Output the entries exactly.

The data:
::::

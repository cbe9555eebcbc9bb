/// Whole-run errors.
///
/// Defines the host-facing error type returned by the one-call interpreter
/// entry point, wrapping either parser diagnostics or a runtime error.
pub mod interpret_error;
/// Parsing errors.
///
/// Defines all error types that can occur during lexing and parsing of
/// source code. Parse errors include syntax mistakes, unexpected tokens and
/// unrecognized input bytes, all tagged with the source line.
pub mod parse_error;
/// Runtime errors.
///
/// Contains all error types that can be raised during evaluation. Runtime
/// errors include type mismatches, unknown operators, bad builtin
/// arguments, out-of-range assignments and division by zero.
pub mod runtime_error;

pub use interpret_error::InterpretError;
pub use parse_error::ParseError;
pub use runtime_error::RuntimeError;
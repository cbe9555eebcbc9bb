#[derive(Debug)]
/// Represents all errors that can occur during lexing or parsing.
pub enum ParseError {
    /// Found an unexpected token while parsing.
    UnexpectedToken {
        /// A description of what was found (and, usually, what was
        /// expected instead).
        token: String,
        /// The source line where the error occurred.
        line:  usize,
    },
    /// Reached the end of input unexpectedly.
    UnexpectedEndOfInput {
        /// The source line where the error occurred.
        line: usize,
    },
    /// The lexer hit a byte sequence that is not part of any token.
    IllegalToken {
        /// The offending source text.
        token: String,
        /// The source line where the error occurred.
        line:  usize,
    },
}

impl std::fmt::Display for ParseError {
    fn fmt(&self, f: &mut std::fmt::Formatter<'_>) -> std::fmt::Result {
        match self {
            Self::UnexpectedToken { token, line } => {
                write!(f, "Error on line {line}: Unexpected token: {token}.")
            },

            Self::UnexpectedEndOfInput { line } => {
                write!(f, "Error on line {line}: Unexpected end of input.")
            },

            Self::IllegalToken { token, line } => {
                write!(f, "Error on line {line}: Unrecognized token: {token}.")
            },
        }
    }
}

impl std::error::Error for ParseError {}
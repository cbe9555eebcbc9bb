/// Core parser machinery.
///
/// Defines the `Parser` type, the operator-precedence table and the
/// Pratt expression loop that drives all expression parsing.
pub mod core;

/// Expression parsing.
///
/// Prefix and infix parse functions for every expression form: literals,
/// identifiers, operator applications, conditionals, function literals,
/// calls, arrays, hashes and index expressions.
pub mod expression;

/// Statement parsing.
///
/// Dispatches on the leading token to parse `let`, `return`, `for`,
/// assignment and expression statements, including the promotion of
/// `target[index] = value` to an indexed assignment. Also handles
/// diagnostic recovery between statements.
pub mod statement;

::::

Written answer:
repository cbe9555eebcbc9bb
/// Whole-run errors.
///
/// Defines the host-facing error type returned by the one-call interpreter
/// entry point, wrapping either parser diagnostics or a runtime error.
pub mod interpret_error;
/// Parsing errors.
///
/// Defines all error types that can occur during lexing and parsing of
/// source code. Parse errors include syntax mistakes, unexpected tokens and
/// unrecognized input bytes, all tagged with the source line.
pub mod parse_error;
/// Runtime errors.
///
/// Contains all error types that can be raised during evaluation. Runtime
/// errors include type mismatches, unknown operators, bad builtin
/// arguments, out-of-range assignments and division by zero.
pub mod runtime_error;

pub use interpret_error::InterpretError;
pub use parse_error::ParseError;
pub use runtime_error::RuntimeError;
repository cbe9555eebcbc9bb
#[derive(Debug)]
/// Represents all errors that can occur during lexing or parsing.
pub enum ParseError {
    /// Found an unexpected token while parsing.
    UnexpectedToken {
        /// A description of what was found (and, usually, what was
        /// expected instead).
        token: String,
        /// The source line where the error occurred.
        line:  usize,
    },
    /// Reached the end of input unexpectedly.
    UnexpectedEndOfInput {
        /// The source line where the error occurred.
        line: usize,
    },
    /// The lexer hit a byte sequence that is not part of any token.
    IllegalToken {
        /// The offending source text.
        token: String,
        /// The source line where the error occurred.
        line:  usize,
    },
}

impl std::fmt::Display for ParseError {
    fn fmt(&self, f: &mut std::fmt::Formatter<'_>) -> std::fmt::Result {
        match self {
            Self::UnexpectedToken { token, line } => {
                write!(f, "Error on line {line}: Unexpected token: {token}.")
            },

            Self::UnexpectedEndOfInput { line } => {
                write!(f, "Error on line {line}: Unexpected end of input.")
            },

            Self::IllegalToken { token, line } => {
                write!(f, "Error on line {line}: Unrecognized token: {token}.")
            },
        }
    }
}

impl std::error::Error for ParseError {}
repository cbe9555eebcbc9bb
/// Core parser machinery.
///
/// Defines the `Parser` type, the operator-precedence table and the
/// Pratt expression loop that drives all expression parsing.
pub mod core;

/// Expression parsing.
///
/// Prefix and infix parse functions for every expression form: literals,
/// identifiers, operator applications, conditionals, function literals,
/// calls, arrays, hashes and index expressions.
pub mod expression;

/// Statement parsing.
///
/// Dispatches on the leading token to parse `let`, `return`, `for`,
/// assignment and expression statements, including the promotion of
/// `target[index] = value` to an indexed assignment. Also handles
/// diagnostic recovery between statements.
pub mod statement;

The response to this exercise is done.